### Given entries

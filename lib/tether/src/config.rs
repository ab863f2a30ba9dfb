//! Link configuration: a tag/value store of recognised options and its
//! typed form.

use hashbrown::HashMap;
use serde_derive::Deserialize;

/// Recognised option tags.
pub const TAG_DRIVER_NAME: &str = "driver_name";
pub const TAG_DRIVER_PORT: &str = "driver_port";
pub const TAG_DRIVER_BAUD: &str = "driver_baud";
pub const TAG_DRIVER_OPTIONS: &str = "driver_options";
pub const TAG_AUTO_BAUD: &str = "auto_baud";
pub const TAG_IDLE_DISCONNECT_LINK: &str = "idle_disconnect_link";
pub const TAG_MTU: &str = "mtu";
pub const TAG_MAX_WINDOW: &str = "max_window";

/// Typed link options.
#[derive(Debug, Clone, Eq, PartialEq, Deserialize)]
#[serde(default)]
pub struct LinkOptions {
    /// Name of the serial block driver to use.
    pub driver_name: String,
    /// Port number within the driver.
    pub driver_port: u32,
    /// Initial baud rate.
    pub driver_baud: u32,
    /// Driver specific option string.
    pub driver_options: String,
    /// Cycle through baud rates while establishing a connection.
    pub auto_baud: bool,
    /// Centiseconds of inactivity after which the link drops; 0 disables
    /// the idle disconnect.
    pub idle_disconnect_link: u32,
    /// Default per-channel message size before fragmentation.
    pub mtu: u32,
    /// Era transmit window; clamped to 1..=32. Sibo always uses 1.
    pub max_window: u32,
}

impl Default for LinkOptions {
    fn default() -> LinkOptions {
        LinkOptions {
            driver_name: String::from("internal"),
            driver_port: 0,
            driver_baud: 115_200,
            driver_options: String::new(),
            auto_baud: true,
            idle_disconnect_link: 6000,
            mtu: 2048,
            max_window: 5,
        }
    }
}

impl LinkOptions {
    /// Load options from a TOML document.
    pub fn from_toml(toml: &str) -> Result<LinkOptions, String> {
        let options: LinkOptions = serdeconv::from_toml_str(toml).map_err(|e| e.to_string())?;
        Ok(options.normalised())
    }

    /// Build typed options from a tag/value store. Unrecognised or
    /// malformed values fall back to the defaults.
    pub fn from_store(store: &OptionStore) -> LinkOptions {
        let defaults = LinkOptions::default();
        LinkOptions {
            driver_name: store
                .get(TAG_DRIVER_NAME)
                .map(str::to_string)
                .unwrap_or(defaults.driver_name),
            driver_port: store.get_parsed(TAG_DRIVER_PORT).unwrap_or(defaults.driver_port),
            driver_baud: store.get_parsed(TAG_DRIVER_BAUD).unwrap_or(defaults.driver_baud),
            driver_options: store
                .get(TAG_DRIVER_OPTIONS)
                .map(str::to_string)
                .unwrap_or(defaults.driver_options),
            auto_baud: store.get_parsed(TAG_AUTO_BAUD).unwrap_or(defaults.auto_baud),
            idle_disconnect_link: store
                .get_parsed(TAG_IDLE_DISCONNECT_LINK)
                .unwrap_or(defaults.idle_disconnect_link),
            mtu: store.get_parsed(TAG_MTU).unwrap_or(defaults.mtu),
            max_window: store.get_parsed(TAG_MAX_WINDOW).unwrap_or(defaults.max_window),
        }
        .normalised()
    }

    fn normalised(mut self) -> LinkOptions {
        if self.max_window < 1 {
            self.max_window = 1;
        } else if self.max_window > 32 {
            self.max_window = 32;
        }
        if self.mtu == 0 {
            self.mtu = LinkOptions::default().mtu;
        }
        self
    }
}

/// Flat tag/value option store. Tags are case sensitive; unknown tags are
/// retained so an embedder can round-trip settings it does not understand.
#[derive(Debug, Default, Clone)]
pub struct OptionStore {
    values: HashMap<String, String>,
}

impl OptionStore {
    pub fn new() -> OptionStore {
        OptionStore::default()
    }

    /// Parse `tag=value` lines. Blank lines and `#` comments are skipped.
    pub fn parse(text: &str) -> OptionStore {
        let mut store = OptionStore::new();
        for line in text.lines() {
            let line = line.trim();
            if line.is_empty() || line.starts_with('#') {
                continue;
            }
            if let Some(split) = line.find('=') {
                let (tag, value) = line.split_at(split);
                store.set(tag.trim(), value[1..].trim());
            }
        }
        store
    }

    #[inline]
    pub fn set(&mut self, tag: &str, value: &str) {
        self.values.insert(tag.to_string(), value.to_string());
    }

    #[inline]
    pub fn get(&self, tag: &str) -> Option<&str> {
        self.values.get(tag).map(String::as_str)
    }

    #[inline]
    pub fn len(&self) -> usize {
        self.values.len()
    }

    fn get_parsed<T: std::str::FromStr>(&self, tag: &str) -> Option<T> {
        self.get(tag).and_then(|value| value.parse().ok())
    }
}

######

Instructions for the task » Stop after the line containing "size before fragmentation.": print exactly the lines from the start of the entries above up to it, that line included.

Result of this exercise »
filename lib/tether/src/config.rs
repository ab863f2a30ba9dfb
//! Link configuration: a tag/value store of recognised options and its
//! typed form.

use hashbrown::HashMap;
use serde_derive::Deserialize;

/// Recognised option tags.
pub const TAG_DRIVER_NAME: &str = "driver_name";
pub const TAG_DRIVER_PORT: &str = "driver_port";
pub const TAG_DRIVER_BAUD: &str = "driver_baud";
pub const TAG_DRIVER_OPTIONS: &str = "driver_options";
pub const TAG_AUTO_BAUD: &str = "auto_baud";
pub const TAG_IDLE_DISCONNECT_LINK: &str = "idle_disconnect_link";
pub const TAG_MTU: &str = "mtu";
pub const TAG_MAX_WINDOW: &str = "max_window";

/// Typed link options.
#[derive(Debug, Clone, Eq, PartialEq, Deserialize)]
#[serde(default)]
pub struct LinkOptions {
    /// Name of the serial block driver to use.
    pub driver_name: String,
    /// Port number within the driver.
    pub driver_port: u32,
    /// Initial baud rate.
    pub driver_baud: u32,
    /// Driver specific option string.
    pub driver_options: String,
    /// Cycle through baud rates while establishing a connection.
    pub auto_baud: bool,
    /// Centiseconds of inactivity after which the link drops; 0 disables
    /// the idle disconnect.
    pub idle_disconnect_link: u32,
    /// Default per-channel message size before fragmentation.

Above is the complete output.